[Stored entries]
▬▬▬
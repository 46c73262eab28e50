//! Backward pass building blocks: constraint projection, the continuous
//! Riccati ODE of SLQ and the discrete recursion of ILQR.

mod continuous;
pub mod discrete;
mod projection;

use crate::linear_algebra::symmetrize;
use crate::model_data::ModelData;
use crate::{Matrix, Scalar, Vector};

pub use continuous::{packed_len, ContinuousTimeRiccatiEquations, RiccatiPartitionData};
pub use discrete::DiscreteRiccatiStep;
pub use projection::{compute_projection_and_riccati_modification, RiccatiModification};

/// Value function just before an event, given its value just after.
///
/// `event` holds the jump map derivative `G` and the pre-jump cost.
pub fn jump_value_function(event: &ModelData, sm: &Matrix, sv: &Vector, s: Scalar) -> (Matrix, Vector, Scalar) {
    let g = &event.dynamics.dfdx;
    let sm_pre = &event.cost.dfdxx + g.transpose() * sm * g;
    let sv_pre = &event.cost.dfdx + g.transpose() * sv;
    (symmetrize(&sm_pre), sv_pre, event.cost.f + s)
}
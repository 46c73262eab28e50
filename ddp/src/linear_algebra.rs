//! Factorizations used by the constraint projection.

use nalgebra::SymmetricEigen;

use crate::{Matrix, Scalar};

const RANK_TOLERANCE: Scalar = 1e-9;

/// Returns `U` with `U Uᵀ = H⁻¹` for a positive definite `H`.
///
/// `H = L Lᵀ` gives `U = L⁻ᵀ`, so `Uᵀ H U = I`. `None` when the Cholesky
/// factorization fails.
pub fn inverse_factor(h: &Matrix) -> Option<Matrix> {
    let n = h.nrows();
    if n == 0 {
        return Some(Matrix::zeros(0, 0));
    }
    let chol = h.clone().cholesky()?;
    let l_inv = chol.l().solve_lower_triangular(&Matrix::identity(n, n))?;
    Some(l_inv.transpose())
}

/// Decomposition of the input space for active constraints `D u + ... = 0`.
#[derive(Debug, Clone, PartialEq)]
pub struct ConstraintProjection {
    /// Right pseudo-inverse of `D` in the metric of the Hessian: `U (D U)⁺`.
    pub range: Matrix,
    /// Basis of the null space of `D`, normalized so `Quᵀ H Qu = I`.
    pub null: Matrix,
    /// Numerical rank of `D`.
    pub rank: usize,
}

/// Splits the input space along the rows of `d`.
///
/// `u_factor` is the output of [`inverse_factor`] for the input Hessian.
/// Without constraint rows the null space basis is `u_factor` itself.
pub fn constraint_projection(d: &Matrix, u_factor: &Matrix) -> ConstraintProjection {
    let input_dim = u_factor.nrows();
    if d.nrows() == 0 {
        return ConstraintProjection {
            range: Matrix::zeros(input_dim, 0),
            null: u_factor.clone(),
            rank: 0,
        };
    }

    let du = d * u_factor;
    let svd = du.clone().svd(true, true);
    let max_sv = svd.singular_values.max();
    let tol = RANK_TOLERANCE * max_sv.max(1.0);
    let rank = svd.rank(tol);

    let du_pinv = svd
        .clone()
        .pseudo_inverse(tol)
        .unwrap_or_else(|_| Matrix::zeros(input_dim, d.nrows()));
    let range = u_factor * du_pinv;

    // Rows of Vᵀ with non-negligible singular values span the row space.
    let mut row_basis = Matrix::zeros(input_dim, rank);
    if let Some(v_t) = &svd.v_t {
        let mut col = 0;
        for (i, sv) in svd.singular_values.iter().enumerate() {
            if *sv > tol && col < rank {
                row_basis.set_column(col, &v_t.row(i).transpose());
                col += 1;
            }
        }
    }
    let complement = Matrix::identity(input_dim, input_dim) - &row_basis * row_basis.transpose();
    let null_basis = orthonormal_range(&complement, input_dim - rank);

    ConstraintProjection {
        range,
        null: u_factor * null_basis,
        rank,
    }
}

/// Orthonormal basis of the range of a symmetric projector with `dim` unit
/// eigenvalues.
fn orthonormal_range(projector: &Matrix, dim: usize) -> Matrix {
    let n = projector.nrows();
    let eigen = SymmetricEigen::new(projector.clone());
    let mut order: Vec<usize> = (0..n).collect();
    order.sort_by(|&a, &b| eigen.eigenvalues[b].total_cmp(&eigen.eigenvalues[a]));

    let mut basis = Matrix::zeros(n, dim);
    for (col, &i) in order.iter().take(dim).enumerate() {
        basis.set_column(col, &eigen.eigenvectors.column(i));
    }
    basis
}

/// Idempotent projector `Qu Quᵀ H` onto the constraint null space.
pub fn null_space_projector(null_basis: &Matrix, hessian: &Matrix) -> Matrix {
    null_basis * null_basis.transpose() * hessian
}

/// `(M + Mᵀ) / 2`
pub fn symmetrize(m: &Matrix) -> Matrix {
    (m + m.transpose()) * 0.5
}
▬▬▬
Task to carry out
Work through the records line by line, and once you reach the final line, report only how many held "zeros".

Written answer
5